Charley just used Yelp to find a good Ethiopian restaurant in Washington, DC (thanks for the free extra injera Queen of Sheba!), and Eva just “Yelped” Krua Thai for dinner last night in San Francisco.
If, like us, you use Yelp, you know how much of a godsend it can be when you are in an unfamiliar neighborhood, hungry or just looking for a good watering hole. Search for what you want and chances are, the Yelp community has posted reviews about local establishments that may or may not be right for you.
As we’ve said before, the site can be a great resource both for consumers, and for businesses hoping to increase foot traffic with a stream of positive reviews. It’s a great idea, but Yelp has also found itself walking the fine line between free speech and defamation.
For small business owners, reputation is all important. So, while good Yelp reviews can be valuable, bad reviews (even where untrue) can be disastrous. It all depends on the tone and content of the public posts. While some businesses will benefit from the free, positive, publicity, others will face bad reviews and have very little recourse to counter negative information, whether it is fair or unfair.
Businesses can respond to poor reviews publicly, but sometimes when a business feels especially harmed by review that it considers to be false or misleading, it chooses to litigate.
These lawsuits (whether targeted towards Yelp for their role in the publication, or at individual reviewers) pose a key risk to Yelp’s business model and may have chilling effects on free speech.
In the Risk Factors of its IPO registration statement, Yelp refers explicitly to legal actions:
We face potential liability and expense for legal claims relating to the information that we publish on our website and mobile app, including claims for defamation, libel, negligence and copyright or trademark infringement, among others.

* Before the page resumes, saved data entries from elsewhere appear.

use hmac::{Hmac, Mac};
use sha2::Sha256;
use thiserror::Error;

type HmacSha256 = Hmac<Sha256>;

/// Webhook signature scheme: the gateway sends a header of the form
/// `t=<unix-seconds>,v1=<hex hmac>`, where the MAC is HMAC-SHA256 of
/// `"{t}.{raw body}"` under the endpoint's webhook secret. Multiple `v1`
/// entries may appear during secret rotation.
#[derive(Debug, Error, PartialEq)]
pub enum SignatureError {
    #[error("malformed signature header")]
    Malformed,

    #[error("signature timestamp outside tolerance")]
    Expired,

    #[error("signature mismatch")]
    Mismatch,
}

struct SignatureHeader {
    timestamp: i64,
    candidates: Vec<Vec<u8>>,
}

fn parse_header(header: &str) -> Result<SignatureHeader, SignatureError> {
    let mut timestamp = None;
    let mut candidates = Vec::new();

    for part in header.split(',') {
        let (key, value) = part.trim().split_once('=').ok_or(SignatureError::Malformed)?;
        match key {
            "t" => {
                timestamp = Some(value.parse::<i64>().map_err(|_| SignatureError::Malformed)?);
            }
            "v1" => {
                candidates.push(hex::decode(value).map_err(|_| SignatureError::Malformed)?);
            }
            // other schemes (v0 test signatures etc.) are ignored
            _ => {}
        }
    }

    if candidates.is_empty() {
        return Err(SignatureError::Malformed);
    }

    Ok(SignatureHeader {
        timestamp: timestamp.ok_or(SignatureError::Malformed)?,
        candidates,
    })
}

/// Verifies a webhook signature header against the raw request body.
///
/// `now` is passed in rather than read from the clock so the tolerance
/// window is testable.
pub fn verify(
    secret: &str,
    header: &str,
    payload: &[u8],
    now: i64,
    tolerance_secs: i64,
) -> Result<(), SignatureError> {
    let parsed = parse_header(header)?;

    if (now - parsed.timestamp).abs() > tolerance_secs {
        return Err(SignatureError::Expired);
    }

    let mac = signed_mac(secret, parsed.timestamp, payload);
    for candidate in &parsed.candidates {
        if mac.clone().verify_slice(candidate).is_ok() {
            return Ok(());
        }
    }

    Err(SignatureError::Mismatch)
}

/// Computes the hex signature for a timestamp and body. Used by tests and
/// useful for replaying events against a local endpoint.
pub fn sign(secret: &str, timestamp: i64, payload: &[u8]) -> String {
    hex::encode(signed_mac(secret, timestamp, payload).finalize().into_bytes())
}

fn signed_mac(secret: &str, timestamp: i64, payload: &[u8]) -> HmacSha256 {
    let mut mac =
        HmacSha256::new_from_slice(secret.as_bytes()).expect("hmac accepts any key length");
    mac.update(timestamp.to_string().as_bytes());
    mac.update(b".");
    mac.update(payload);
    mac
}

#[cfg(test)]
mod tests {
    use super::*;

    const SECRET: &str = "whsec_test_secret";
    const BODY: &[u8] = br#"{"type":"checkout.session.completed"}"#;

    fn header_for(timestamp: i64) -> String {
        format!("t={},v1={}", timestamp, sign(SECRET, timestamp, BODY))
    }

    #[test]
    fn valid_signature_verifies() {
        let header = header_for(1_700_000_000);
        assert_eq!(verify(SECRET, &header, BODY, 1_700_000_010, 300), Ok(()));
    }

    #[test]
    fn tampered_body_is_rejected() {
        let header = header_for(1_700_000_000);
        let result = verify(SECRET, &header, b"{\"type\":\"other\"}", 1_700_000_010, 300);
        assert_eq!(result, Err(SignatureError::Mismatch));
    }

    #[test]
    fn wrong_secret_is_rejected() {
        let header = header_for(1_700_000_000);
        let result = verify("whsec_other", &header, BODY, 1_700_000_010, 300);
        assert_eq!(result, Err(SignatureError::Mismatch));
    }

    #[test]
    fn stale_timestamp_is_rejected() {
        let header = header_for(1_700_000_000);
        let result = verify(SECRET, &header, BODY, 1_700_000_000 + 301, 300);
        assert_eq!(result, Err(SignatureError::Expired));
    }

    #[test]
    fn rotation_candidates_are_all_tried() {
        let timestamp = 1_700_000_000;
        let header = format!(
            "t={},v1={},v1={}",
            timestamp,
            sign("whsec_retired", timestamp, BODY),
            sign(SECRET, timestamp, BODY),
        );
        assert_eq!(verify(SECRET, &header, BODY, timestamp, 300), Ok(()));
    }

    #[test]
    fn missing_parts_are_malformed() {
        assert_eq!(
            verify(SECRET, "v1=deadbeef", BODY, 0, 300),
            Err(SignatureError::Malformed)
        );
        assert_eq!(
            verify(SECRET, "t=123", BODY, 0, 300),
            Err(SignatureError::Malformed)
        );
        assert_eq!(
            verify(SECRET, "t=123,v1=not-hex", BODY, 0, 300),
            Err(SignatureError::Malformed)
        );
    }
}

While we attempt to filter or remove content that may be offensive, biased, unreliable or otherwise unhelpful, we cannot guarantee the effectiveness or adequacy of these efforts. If we fail to filter or remove a significant amount of content that is biased, unreliable, or otherwise unhelpful, or if we mistakenly filter or remove a significant amount of valuable content, our reputation and brand may be harmed, users may stop using our products and our business and results of operations could be adversely affected.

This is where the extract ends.